Bulen hovered until I pointed at him. “Find Dixon. Tell him to take care of everything, now. Feed those men, see that their horses are treated properly. Tell him I said he should have been at the door. Let him know I am not happy.” In all my days at Withywoods, I’d never spoken that sharply to a servant. Bulen stared at me and then set off at a run.
I led Chade past my splintered doors. His face grew grimmer as we passed a sword-scored wall and a slashed tapestry. We entered my study and I shut the door. For a moment, Chade just looked at me. Then he asked, “How could you have let this happen? I told you I needed her protected. I told you that. I’ve suggested, over and over, that you have a few house-soldiers or at least a Skilled apprentice here who could have summoned help. You’ve always been so stubborn, so insistent that you must have everything your way. Now look what you’ve done. Look what you’ve done.” His voice trailed and broke on the last words. He staggered to my desk and sat down in my chair. He bowed his face into his hands. I was so stunned by his rebuke that it took me a short time to realize he was weeping.
I had no words to offer in my own defense. It was true. Both he and Riddle had urged me to have some sort of guard, but I’d always refused, believing that I’d left violence behind me at Buckkeep Castle. Believing I could always protect my own. Until I’d left them all without a thought to save the Fool.
He lifted his face from his hands. He looked so old. “Say something!” he ordered me harshly. Tears were wet in the lines of his cheeks.
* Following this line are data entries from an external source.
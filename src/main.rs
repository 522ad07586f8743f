use std::fs;
use std::path::{Path, PathBuf};

use clap::{Parser, Subcommand};
use paramforge::store::DEFAULT_FILE;
use paramforge::{Error, Map, ParameterStore, Result, StoreError, Value};
use tracing_subscriber::EnvFilter;

/// Longest value `show` prints before truncating.
const SHOW_WIDTH: usize = 60;

/// Reusable prompt templates driven by simple YAML parameters.
#[derive(Parser, Debug)]
#[command(author, version, about)]
struct Args {
    /// Log engine activity to stderr (`PARAMFORGE_LOG` takes precedence)
    #[arg(long, global = true)]
    verbose: bool,

    #[command(subcommand)]
    command: Command,
}

#[derive(Subcommand, Debug)]
enum Command {
    /// Create a new YAML parameters file
    Init {
        #[arg(default_value = DEFAULT_FILE)]
        filepath: PathBuf,
        #[arg(long)]
        name: Option<String>,
        #[arg(long)]
        email: Option<String>,
        #[arg(long)]
        role: Option<String>,
        #[arg(long)]
        company: Option<String>,
    },
    /// Show all parameters from a YAML file
    Show { params_file: PathBuf },
    /// Render a template using YAML parameters
    Render {
        /// Template file, or template text with --inline
        template: String,
        params_file: PathBuf,
        /// Write the result here instead of stdout
        #[arg(short, long)]
        output: Option<PathBuf>,
        /// Extra parameter as key=value; overrides the file
        #[arg(short = 'p', long = "param")]
        params: Vec<String>,
        /// Treat TEMPLATE as template text rather than a path
        #[arg(long)]
        inline: bool,
    },
    /// Add or update a parameter (VALUE is parsed as JSON when possible)
    Add {
        params_file: PathBuf,
        #[arg(short, long)]
        key: String,
        #[arg(short, long)]
        value: String,
    },
    /// Remove a parameter
    Remove { params_file: PathBuf, key: String },
    /// Print the value of one parameter
    Get { params_file: PathBuf, key: String },
    /// Merge SOURCE_FILE into TARGET_FILE; SOURCE_FILE wins on conflicts
    Merge {
        target_file: PathBuf,
        source_file: PathBuf,
    },
}

fn main() {
    // Parse CLI arguments.
    let args = Args::parse();
    init_tracing(args.verbose);

    if let Err(e) = run(args.command) {
        eprintln!("Error: {e}");
        std::process::exit(1);
    }
}

fn init_tracing(verbose: bool) {
    let fallback = if verbose { "debug" } else { "warn" };
    let filter = EnvFilter::try_from_env("PARAMFORGE_LOG")
        .unwrap_or_else(|_| EnvFilter::new(fallback));
    tracing_subscriber::fmt()
        .with_env_filter(filter)
        .with_writer(std::io::stderr)
        .with_target(false)
        .init();
}

fn run(command: Command) -> Result<()> {
    match command {
        Command::Init {
            filepath,
            name,
            email,
            role,
            company,
        } => {
            if name.is_none() && email.is_none() && role.is_none() && company.is_none() {
                ParameterStore::create_default(&filepath)?;
            } else {
                let mut store = ParameterStore::new();
                store.set("name", name.unwrap_or_default());
                store.set("email", email.unwrap_or_default());
                for (key, value) in [("role", role), ("company", company)] {
                    if let Some(value) = value.filter(|v| !v.is_empty()) {
                        store.set(key, value);
                    }
                }
                store.save(&filepath, true)?;
            }
            println!("Parameters file created: {}", filepath.display());
            println!("You can edit it manually to add more parameters.");
        }
        Command::Show { params_file } => show(&params_file)?,
        Command::Render {
            template,
            params_file,
            output,
            params,
            inline,
        } => {
            let store = ParameterStore::load(&params_file)?;
            let overrides = parse_overrides(&params)?;
            let result = if inline {
                store.render(&template, &overrides)?
            } else {
                store.render_file(&template, &overrides)?
            };
            match output {
                Some(path) => {
                    fs::write(&path, &result).map_err(|source| StoreError::Io {
                        path: path.clone(),
                        source,
                    })?;
                    println!("Output saved to: {}", path.display());
                }
                None => println!("{result}"),
            }
        }
        Command::Add {
            params_file,
            key,
            value,
        } => {
            let added = add_param(&params_file, key, value)?;
            println!("Parameter added: {added}");
        }
        Command::Remove { params_file, key } => {
            let mut store = ParameterStore::load(&params_file)?;
            if store.remove(&key).is_none() {
                println!("Parameter '{key}' does not exist");
                return Ok(());
            }
            store.save(&params_file, true)?;
            println!("Parameter removed: {key}");
        }
        Command::Get { params_file, key } => {
            let store = ParameterStore::load(&params_file)?;
            match store.get(&key) {
                Some(value) => println!("{key}: {value}"),
                None => println!("Parameter '{key}' not found"),
            }
        }
        Command::Merge {
            target_file,
            source_file,
        } => {
            let mut store = ParameterStore::load(&target_file)?;
            let added = store.merge_file(&source_file)?;
            store.save(&target_file, true)?;
            println!("Files merged");
            println!("New parameters added: {added}");
        }
    }
    Ok(())
}

fn show(params_file: &Path) -> Result<()> {
    let store = ParameterStore::load(params_file)?;
    println!("Parameters in {}:", params_file.display());
    println!();
    if store.is_empty() {
        println!("  (empty)");
        return Ok(());
    }
    let width = store
        .params()
        .keys()
        .map(|k| k.chars().count())
        .max()
        .unwrap_or(0);
    for (key, value) in store.params() {
        let mut text = value.to_string();
        if text.chars().count() > SHOW_WIDTH {
            text = text.chars().take(SHOW_WIDTH - 3).collect::<String>() + "...";
        }
        println!("  {key:<width$} → {text}");
    }
    println!();
    println!("Total: {} parameters", store.len());
    Ok(())
}

/// Store `key` (VALUE parsed as JSON when possible) and save. Returns the
/// `key = value` line to report once the file is written.
fn add_param(params_file: &Path, key: String, value: String) -> Result<String> {
    let mut store = ParameterStore::load(params_file)?;
    let parsed = serde_json::from_str::<serde_json::Value>(&value)
        .map(Value::from)
        .unwrap_or(Value::String(value));
    let added = format!("{key} = {parsed}");
    store.set(key, parsed);
    store.save(params_file, true)?;
    Ok(added)
}

/// `key=value` pairs from `-p`; values stay strings.
fn parse_overrides(pairs: &[String]) -> Result<Map> {
    pairs
        .iter()
        .map(|pair| match pair.split_once('=') {
            Some((key, value)) => Ok((key.to_string(), Value::from(value))),
            None => Err(Error::InvalidParam(pair.clone())),
        })
        .collect()
}

#[cfg(test)]
mod tests {
    use super::*;
    use pretty_assertions::assert_eq;

    #[test]
    fn add_param_saves_before_reporting() {
        let dir = tempfile::tempdir().unwrap();
        let path = dir.path().join("params.yaml");
        ParameterStore::create_default(&path).unwrap();

        let added = add_param(&path, "limits".to_string(), "[1, 2]".to_string()).unwrap();
        assert_eq!(added, "limits = [1,2]");
        let added = add_param(&path, "tone".to_string(), "casual".to_string()).unwrap();
        assert_eq!(added, "tone = casual");

        let store = ParameterStore::load(&path).unwrap();
        assert_eq!(store.get("limits"), Some(&Value::from(vec![1, 2])));
        assert_eq!(store.get("tone"), Some(&Value::from("casual")));
    }

    #[test]
    fn add_param_to_missing_file_fails() {
        let dir = tempfile::tempdir().unwrap();
        let err = add_param(&dir.path().join("absent.yaml"), "k".to_string(), "v".to_string())
            .unwrap_err();
        assert!(matches!(err, Error::Store(StoreError::Io { .. })));
    }

    #[test]
    fn overrides_split_at_first_equals() {
        let map = parse_overrides(&["tone=casual".to_string(), "query=a=b=c".to_string()]).unwrap();
        assert_eq!(map.get("tone"), Some(&Value::from("casual")));
        assert_eq!(map.get("query"), Some(&Value::from("a=b=c")));
    }

    #[test]
    fn overrides_keep_values_as_strings() {
        let map = parse_overrides(&["n=42".to_string(), "empty=".to_string()]).unwrap();
        assert_eq!(map.get("n"), Some(&Value::from("42")));
        assert_eq!(map.get("empty"), Some(&Value::from("")));
    }

    #[test]
    fn override_without_equals_is_rejected() {
        let err = parse_overrides(&["ok=1".to_string(), "broken".to_string()]).unwrap_err();
        assert!(matches!(err, Error::InvalidParam(ref pair) if pair == "broken"));
        assert_eq!(err.to_string(), "parameter must be in key=value format: broken");
    }
}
I bit back the first words that came to my mind. I would not utter another useless apology. “The minds of everyone here have been fogged. I don’t know how it was done, nor how a Skill-suggestion lingers to turn folk away and make them discouraged. I don’t know if it is even the Skill or a different magic used against us. But no one here recalls an attack, even though the evidence is plain throughout the house. The only one who seems to have clear memory of Winterfest eve is a stable boy named Perseverance.”
“I need to talk to him,” Chade interrupted me.
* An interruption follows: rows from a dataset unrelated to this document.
use std::ops::RangeInclusive;

use itertools::Itertools;

use super::Filter;
use crate::errors::RenderError;
use crate::value::Value;

fn expect_str<'a>(operation: &str, value: &'a Value) -> Result<&'a str, RenderError> {
    value
        .as_str()
        .ok_or_else(|| RenderError::type_error(operation, value.kind()))
}

fn expect_seq(operation: &str, value: Value) -> Result<Vec<Value>, RenderError> {
    match value {
        Value::Seq(items) => Ok(items),
        other => Err(RenderError::type_error(operation, other.kind())),
    }
}

/// `join(sep)` concatenates a sequence of strings.
pub struct Join;
impl Filter for Join {
    fn name(&self) -> &'static str { "join" }
    fn arity(&self) -> RangeInclusive<usize> { 0..=1 }
    fn apply(&self, input: Value, args: &[Value]) -> Result<Value, RenderError> {
        let sep = match args.first() {
            Some(sep) => expect_str("join separator", sep)?,
            None => "",
        };
        let items = expect_seq("join", input)?;
        let parts = items
            .iter()
            .map(|item| expect_str("join", item))
            .collect::<Result<Vec<_>, _>>()?;
        Ok(Value::String(parts.into_iter().join(sep)))
    }
}

/// Backs the `:,` suffix.
pub struct Thousands;
impl Filter for Thousands {
    fn name(&self) -> &'static str { "thousands" }
    fn arity(&self) -> RangeInclusive<usize> { 0..=0 }
    fn apply(&self, input: Value, _args: &[Value]) -> Result<Value, RenderError> {
        input.format_thousands().map(Value::String)
    }
}

pub struct Upper;
impl Filter for Upper {
    fn name(&self) -> &'static str { "upper" }
    fn arity(&self) -> RangeInclusive<usize> { 0..=0 }
    fn apply(&self, input: Value, _args: &[Value]) -> Result<Value, RenderError> {
        Ok(Value::String(expect_str("upper", &input)?.to_uppercase()))
    }
}

pub struct Lower;
impl Filter for Lower {
    fn name(&self) -> &'static str { "lower" }
    fn arity(&self) -> RangeInclusive<usize> { 0..=0 }
    fn apply(&self, input: Value, _args: &[Value]) -> Result<Value, RenderError> {
        Ok(Value::String(expect_str("lower", &input)?.to_lowercase()))
    }
}

/// Uppercases the first letter of every word, lowercases the rest.
pub struct Title;
impl Filter for Title {
    fn name(&self) -> &'static str { "title" }
    fn arity(&self) -> RangeInclusive<usize> { 0..=0 }
    fn apply(&self, input: Value, _args: &[Value]) -> Result<Value, RenderError> {
        let s = expect_str("title", &input)?;
        let mut out = String::with_capacity(s.len());
        let mut word_start = true;
        for c in s.chars() {
            if c.is_alphanumeric() {
                if word_start {
                    out.extend(c.to_uppercase());
                } else {
                    out.extend(c.to_lowercase());
                }
                word_start = false;
            } else {
                out.push(c);
                word_start = true;
            }
        }
        Ok(Value::String(out))
    }
}

pub struct Capitalize;
impl Filter for Capitalize {
    fn name(&self) -> &'static str { "capitalize" }
    fn arity(&self) -> RangeInclusive<usize> { 0..=0 }
    fn apply(&self, input: Value, _args: &[Value]) -> Result<Value, RenderError> {
        let s = expect_str("capitalize", &input)?;
        let mut chars = s.chars();
        let out = match chars.next() {
            Some(first) => first
                .to_uppercase()
                .chain(chars.flat_map(char::to_lowercase))
                .collect(),
            None => String::new(),
        };
        Ok(Value::String(out))
    }
}

pub struct Trim;
impl Filter for Trim {
    fn name(&self) -> &'static str { "trim" }
    fn arity(&self) -> RangeInclusive<usize> { 0..=0 }
    fn apply(&self, input: Value, _args: &[Value]) -> Result<Value, RenderError> {
        Ok(Value::String(expect_str("trim", &input)?.trim().to_string()))
    }
}

pub struct Replace;
impl Filter for Replace {
    fn name(&self) -> &'static str { "replace" }
    fn arity(&self) -> RangeInclusive<usize> { 2..=2 }
    fn apply(&self, input: Value, args: &[Value]) -> Result<Value, RenderError> {
        let s = expect_str("replace", &input)?;
        let from = expect_str("replace pattern", &args[0])?;
        let to = expect_str("replace replacement", &args[1])?;
        Ok(Value::String(s.replace(from, to)))
    }
}

pub struct Length;
impl Filter for Length {
    fn name(&self) -> &'static str { "length" }
    fn arity(&self) -> RangeInclusive<usize> { 0..=0 }
    fn apply(&self, input: Value, _args: &[Value]) -> Result<Value, RenderError> {
        let len = match &input {
            Value::String(s) => s.chars().count(),
            Value::Seq(items) => items.len(),
            Value::Map(map) => map.len(),
            other => return Err(RenderError::type_error("length", other.kind())),
        };
        Ok(Value::from(len))
    }
}

pub struct First;
impl Filter for First {
    fn name(&self) -> &'static str { "first" }
    fn arity(&self) -> RangeInclusive<usize> { 0..=0 }
    fn apply(&self, input: Value, _args: &[Value]) -> Result<Value, RenderError> {
        Ok(expect_seq("first", input)?.into_iter().next().unwrap_or_default())
    }
}

pub struct Last;
impl Filter for Last {
    fn name(&self) -> &'static str { "last" }
    fn arity(&self) -> RangeInclusive<usize> { 0..=0 }
    fn apply(&self, input: Value, _args: &[Value]) -> Result<Value, RenderError> {
        Ok(expect_seq("last", input)?.pop().unwrap_or_default())
    }
}

/// Drops repeated elements, keeping the first occurrence.
pub struct Unique;
impl Filter for Unique {
    fn name(&self) -> &'static str { "unique" }
    fn arity(&self) -> RangeInclusive<usize> { 0..=0 }
    fn apply(&self, input: Value, _args: &[Value]) -> Result<Value, RenderError> {
        let dedup = expect_seq("unique", input)?
            .into_iter()
            .unique_by(|x| serde_json::to_string(x).unwrap_or_default())
            .collect::<Vec<_>>();
        Ok(Value::Seq(dedup))
    }
}

#[cfg(test)]
mod tests {
    use super::*;
    use pretty_assertions::assert_eq;

    #[test]
    fn join_requires_strings() {
        let ok = Join
            .apply(Value::from(vec!["Go", "Rust"]), &[Value::from(", ")])
            .unwrap();
        assert_eq!(ok, Value::from("Go, Rust"));

        let err = Join
            .apply(Value::Seq(vec![Value::from("a"), Value::Int(1)]), &[])
            .unwrap_err();
        assert_eq!(err, RenderError::type_error("join", "int"));
    }

    #[test]
    fn title_and_capitalize() {
        assert_eq!(
            Title.apply(Value::from("hello wORLD-wide"), &[]).unwrap(),
            Value::from("Hello World-Wide")
        );
        assert_eq!(
            Capitalize.apply(Value::from("hELLO"), &[]).unwrap(),
            Value::from("Hello")
        );
    }

    #[test]
    fn unique_keeps_first_occurrence() {
        let out = Unique.apply(Value::from(vec![3, 1, 3, 2, 1]), &[]).unwrap();
        assert_eq!(out, Value::from(vec![3, 1, 2]));
    }

    #[test]
    fn first_and_last_of_empty_are_none() {
        assert_eq!(First.apply(Value::Seq(vec![]), &[]).unwrap(), Value::Null);
        assert_eq!(Last.apply(Value::Seq(vec![]), &[]).unwrap(), Value::Null);
    }
}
“I sent him to the steams. He took an arrow through the shoulder. And he has been rattled badly by days spent with folk who no longer recall him and treat him as if he were mad.”
“I care nothing for that!” he shouted. “I want to know what has become of my daughter!”
“Daughter?” I stared at him. Anger burned in his eyes. I thought of Shun, her Farseer features, even her green eyes. So obvious. How could I not have seen it before?
“Of course, my daughter! Why else would I go to such lengths? Why else would I have sent her here, to you, to the one person who I thought I could trust to keep her safe? Only to have you abandon her. I know who did this! Her damned mother and her brothers, but worst of all her stepfather! They’ve the family feeling of snakes! For years I paid Shun’s family, and paid them well, to care for her. But it was never enough for them. Never. They always wanted more—more money, honors at court, grants of land, more than I could possibly give them. Her mother never had any feelings for the child! And once the grandparents were gone, her mother began to threaten her. Her pig of a husband, trying to put his hands on Shun when she was little more than a girl! Then when I removed Shun, and cut off the money, they tried to kill her!” He sputtered to a halt. There was a tap on the door. He brushed his cuff over his eyes and composed his face.
“Enter,” I called, and Tavia came in to announce that there was hot food and drink waiting for us. Even in her deadened state, she seemed to sense the tension in the room, for she withdrew swiftly after her announcement. Chade stared at her bruised face; after she left, his gaze remained fixed on the door, his thoughts miles away. I spoke into the quiet that followed. “And you never saw fit to share any of that with me?”
He flung his attention back to me. “There was never a good time to talk with you! I no longer trust our Skilling to be private, and that first evening at the inn, when I needed to talk to you, you were in such a damnable hurry to leave—”
“To get home to my daughter, I might point out!” My guilt was giving way to my own anger. “Chade. Listen to me. This was not an attack by Shun’s family. Not unless they are capable of hiring Chalcedeans to do their dirty work. And have a stable full of white horses, and a troop of pale folk to ride them. I believe that whoever came here was actually in pursuit of the Fool. Or the messenger who preceded him.”
“A messenger preceded him?”
“There is much that I have not had a good time to share with you. So listen to me. We both need to drop our anger and contain our fear. We’ll share every scrap of information we have, and then we’ll act. Together.”
“If there is anything for me to act upon. You’ve already told me that my Shine may be dead.”